Solve Mass of unknown atom in Collision Problem

[bpw91284]

Homework Statement

An atom (m = 19.0 u) makes a perfectly elastic collision with another atom at rest. After the impact, the atom travels away a
a 52.9° angle from its original direction and the unknown atom travels away at a −50.0° angle. What is the mass (in u) of th
unknown atom?

Homework Equations

Conservation of Momemtum
Law of Sines

The Attempt at a Solution

Atom A is the m_a=19 u...

m_a*v_a,i=m_a*v_a,f + m_b*v_b,f

Draw triangle, use law of sines...

sin(45.8)/(m_b*v_b,f)=sin(84.2)/(m_a*v_a,i)=sin(50)/(m_a*v_a,f)

4 eqns (bottom one can be separated into 3 eqns correct?), 4 unknowns (m_b, v_a,i, v_a,f, and v_b,f)

Tried to solve in my TI-89 and it did not work (note I'm not in radian mode or anything stupid)

 

[Saketh]

Use conservation of momentum and conservation of kinetic energy to find the answer.

(Hint: Write the conservation of momentum expressions in the x- and y-directions. Note that the y-momentum before the collision is 0, so it has to be 0 after.)

 

[bpw91284]

Use conservation of momentum and conservation of kinetic energy to find the answer.
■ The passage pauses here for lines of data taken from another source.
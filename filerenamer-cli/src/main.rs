use anyhow::Result;
use clap::{CommandFactory, Parser};
use filerenamer_core::preview::should_use_color;
use filerenamer_core::{
    format_error_json, Config, Location, OutputFormatter, RenameError, Session, Transform,
    VersionResult,
};
use std::io;
use std::path::PathBuf;
use std::process;
use tracing_subscriber::EnvFilter;

mod cli;
mod list;
mod rename;

use cli::{Cli, Commands, OutputFormat};
use rename::RunContext;

fn main() {
    let cli = Cli::parse();
    init_logging(cli.verbose);

    let json_errors = wants_json(&cli.command);

    match run(cli) {
        Ok(()) => process::exit(0),
        Err(e) => {
            let rename_error = e.downcast_ref::<RenameError>();
            match rename_error {
                Some(err) if json_errors => println!("{}", format_error_json(err)),
                _ => eprintln!("Error: {e:#}"),
            }
            process::exit(exit_code(rename_error));
        },
    }
}

fn init_logging(verbose: bool) {
    let default_filter = if verbose {
        "filerenamer=debug,filerenamer_core=debug"
    } else {
        "warn"
    };
    let filter =
        EnvFilter::try_from_default_env().unwrap_or_else(|_| EnvFilter::new(default_filter));

    tracing_subscriber::fmt()
        .with_env_filter(filter)
        .with_writer(io::stderr)
        .with_target(false)
        .without_time()
        .init();
}

fn wants_json(command: &Commands) -> bool {
    let output = match command {
        Commands::List { output } | Commands::Version { output } => *output,
        Commands::Replace { run, .. }
        | Commands::Prefix { run, .. }
        | Commands::Suffix { run, .. }
        | Commands::Enum { run, .. }
        | Commands::RenameWithEnum { run, .. }
        | Commands::AddFromFile { run, .. } => run.output,
        Commands::Completions { .. } => OutputFormat::Summary,
    };
    output == OutputFormat::Json
}

/// 2 for bad input (including nothing to undo), 3 for I/O and internal errors
fn exit_code(err: Option<&RenameError>) -> i32 {
    match err {
        Some(
            RenameError::InvalidDirectory { .. }
            | RenameError::InvalidArgument(_)
            | RenameError::EmptyHistory
            | RenameError::EmptyRedo,
        ) => 2,
        _ => 3,
    }
}

fn run(cli: Cli) -> Result<()> {
    match cli.command {
        Commands::Completions { shell } => {
            let mut cmd = Cli::command();
            clap_complete::generate(shell, &mut cmd, "filerenamer", &mut io::stdout());
            return Ok(());
        },
        Commands::Version { output } => return handle_version(output),
        _ => {},
    }

    let config = Config::load().unwrap_or_else(|e| {
        tracing::warn!("ignoring config: {e:#}");
        Config::default()
    });
    let use_color = !cli.no_color && should_use_color(config.defaults.use_color);

    let target = cli.target.unwrap_or_else(|| PathBuf::from("."));
    let session = Session::open(&target)?;
    tracing::debug!(dir = %target.display(), "opened session");

    let ctx = RunContext {
        session: &session,
        config: &config,
        yes: cli.yes,
        use_color,
    };
    let defaults = &config.defaults;

    match cli.command {
        Commands::List { output } => list::handle_list(&session, output),

        Commands::Replace { pairs, run } => {
            let transforms = pairs
                .iter()
                .map(|pair| rename::parse_replace_pair(pair))
                .collect::<Result<Vec<_>>>()?;
            let mut documents = Vec::new();
            for transform in transforms {
                documents.extend(rename::handle_rename(&ctx, transform, &run)?);
            }
            if run.output == OutputFormat::Json {
                println!("{}", rename::json_array(&documents));
            }
            Ok(())
        },

        Commands::Prefix { prefix, run } => {
            run_single(&ctx, Transform::Prefix { prefix }, &run)
        },

        Commands::Suffix { suffix, run } => {
            run_single(&ctx, Transform::Suffix { suffix }, &run)
        },

        Commands::Enum {
            start,
            loc,
            sep,
            run,
        } => {
            let transform = Transform::Enumerate {
                start: start.unwrap_or(defaults.enum_start),
                location: loc.map_or(defaults.enum_location, Location::from),
                separator: sep.unwrap_or_else(|| defaults.enum_separator.clone()),
            };
            run_single(&ctx, transform, &run)
        },

        Commands::RenameWithEnum { basename, run } => {
            run_single(&ctx, Transform::RenameWithEnum { basename }, &run)
        },

        Commands::AddFromFile { pattern, loc, run } => {
            let transform = Transform::AddFromFile {
                pattern,
                location: loc.map_or(defaults.add_location, Location::from),
            };
            run_single(&ctx, transform, &run)
        },

        Commands::Completions { .. } | Commands::Version { .. } => Ok(()),
    }
}

fn run_single(ctx: &RunContext<'_>, transform: Transform, run: &cli::RunArgs) -> Result<()> {
    if let Some(json) = rename::handle_rename(ctx, transform, run)? {
        println!("{}", json);
    }
    Ok(())
}

fn handle_version(output: OutputFormat) -> Result<()> {
    let version_result = VersionResult {
        name: "filerenamer".to_string(),
        version: env!("CARGO_PKG_VERSION").to_string(),
    };

    println!("{}", version_result.format(output.into()));
    Ok(())
}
(Hint: Write the conservation of momentum expressions in the x- and y-directions. Note that the y-momentum before the collision is 0, so it has to be 0 after.)

So like...?

X-direction

m_a*v_a = m_a*v_a*cos(52.9) + m_b*v_b*cos(50)

0.5*m_a*(v_a)^2 = 0.5*m_a*[v_a*cos(52.9)]^2 + 0.5*m_b*[v_b*cos(50)]^2

Y-direction

0 = m_a*v_a*sin(52.9) + m_b*v_b*(-sin(50))

Don't need to do KE in y-direction because already have 3 equations for 3 unkowns...
Does doing the trig functions eliminate the need to do the initial and final subscripts on the velocities?